Migrazioni. Elezioni 2018


Eduardo BarberisEnrico Gargiulo | 21 Febbraio 2018

L’agenda politica della XVII legislatura sulle questioni migratorie si è caratterizzata per due temi:

  1. la crisi migratoria nel Mediterraneo e le misure di accoglienza e protezione umanitaria;
  2. l’infruttuoso tentativo di riforma della legge sulla cittadinanza.

 

La crisi migratoria e la sua regolazione

L’intensificarsi delle migrazioni di fuga, degli sbarchi, delle morti “di viaggio” ha caratterizzato l’agenda pubblica e ha prodotto cambiamenti normativi fino al termine della legislatura.

Fra il 2013 e il 2017 sono sbarcati sulle coste italiane più di 650mila migranti: oltre 90mila sono minori (per ¾ non accompagnati) e 82mila donne.

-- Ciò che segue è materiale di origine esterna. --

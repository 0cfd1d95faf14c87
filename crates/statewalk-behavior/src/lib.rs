pub mod behavior;
pub mod cases;
pub mod serialize;

pub use behavior::{Behavior, BehaviorError, EventTagged};
pub use cases::{CaseLookup, CaseSource, CasedBehavior};
pub use serialize::{CanonicalSerializer, StateKey, StateSerializer};
use std::time::Duration;

use rand::distributions::Uniform;
use rand::{thread_rng, Rng};

use criterion::{
    criterion_group, criterion_main, measurement::WallTime, BenchmarkGroup, Criterion, SamplingMode,
};

use ngram_sim::{Granularity, NgramSimilarity};

const SAMPLE_SIZE: usize = 10;
const WARM_UP_TIME: Duration = Duration::from_secs(5);
const MEASURE_TIME: Duration = Duration::from_secs(10);

const NUM_DOCUMENTS: [usize; 3] = [100, 300, 1000];
const WORDS_PER_DOCUMENT: usize = 50;
const VOCABULARY_SIZE: usize = 500;
const WINDOW_SIZES: [usize; 3] = [1, 2, 3];

fn random_documents(num_documents: usize) -> Vec<String> {
    let mut rng = thread_rng();
    let vocabulary: Vec<String> = (0..VOCABULARY_SIZE)
        .map(|_| {
            let len = rng.gen_range(2..10);
            (0..len).map(|_| rng.gen_range(b'a'..=b'z') as char).collect()
        })
        .collect();
    let dist = Uniform::new(0, VOCABULARY_SIZE);
    (0..num_documents)
        .map(|_| {
            (0..WORDS_PER_DOCUMENT)
                .map(|_| vocabulary[rng.sample(dist)].as_str())
                .collect::<Vec<_>>()
                .join(" ")
        })
        .collect()
}

fn criterion_random(c: &mut Criterion) {
    let mut group = c.benchmark_group("random");
    group.sample_size(SAMPLE_SIZE);
    group.warm_up_time(WARM_UP_TIME);
    group.measurement_time(MEASURE_TIME);
    group.sampling_mode(SamplingMode::Flat);

    let documents = random_documents(NUM_DOCUMENTS[NUM_DOCUMENTS.len() - 1]);
    add_similar_pairs_benches(&mut group, &documents, Granularity::Char);
    add_similar_pairs_benches(&mut group, &documents, Granularity::Word);
}

macro_rules! bench_common {
    ($name:expr, $method:ident, $documents:ident, $granularity:ident, $group:ident) => {
        for &window_size in &WINDOW_SIZES {
            let comparer = NgramSimilarity::new($granularity, window_size).unwrap();
            for &num_documents in &NUM_DOCUMENTS {
                let documents = &$documents[..num_documents];
                let bench_name = format!("{}/{}/{window_size}/{num_documents}", $name, $granularity);
                $group.bench_function(bench_name, |b| {
                    b.iter(|| {
                        if comparer.$method(documents, 0.5).unwrap().len() == usize::MAX {
                            panic!();
                        }
                    });
                });
            }
        }
    };
}

fn add_similar_pairs_benches(
    group: &mut BenchmarkGroup<WallTime>,
    documents: &[String],
    granularity: Granularity,
) {
    bench_common!("similar_pairs", similar_pairs, documents, granularity, group);
    bench_common!(
        "similar_pairs_in_parallel",
        similar_pairs_in_parallel,
        documents,
        granularity,
        group
    );
}

criterion_group!(benches, criterion_random);
criterion_main!(benches);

Le richieste di asilo sono state ca. 400mila, quelle esaminate ca. 300mila, per il 55% oggetto di diniego.

Dopo i primi interventi di recepimento di direttive europee su protezione internazionale e tratta (D.Lgs. 18/2014; D.Lgs. 24/2014; D.Lgs. 142/2015), gli interventi più significativi si hanno dopo la nomina di Minniti a Ministro degli Interni: è il caso del DL 13 del 17/02/2017, poi convertito in l.46/2017, “Disposizioni urgenti per l’accelerazione dei procedimenti in materia di protezione internazionale, nonché per il contrasto dell’immigrazione illegale”, meglio noto come Decreto Minniti-Orlando.

Il decreto ha modificato la gestione delle controversie sul riconoscimento della protezione, istituendo 26 sezioni di tribunale specializzate, e ha introdotto nuove procedure per il riconoscimento della protezione internazionale, con un modello processuale che mira a ridurre la durata dell’iter giudiziario, eliminando un grado di giudizio. Il provvedimento ha inoltre apportato modifiche al T.U. sull’immigrazione, per rafforzare il contrasto alla mobilità illegale e assicurare l’effettività delle espulsioni, anche semplificando le procedure di identificazione e potenziando i CIE, ribattezzati “Centri di permanenza per il rimpatrio”.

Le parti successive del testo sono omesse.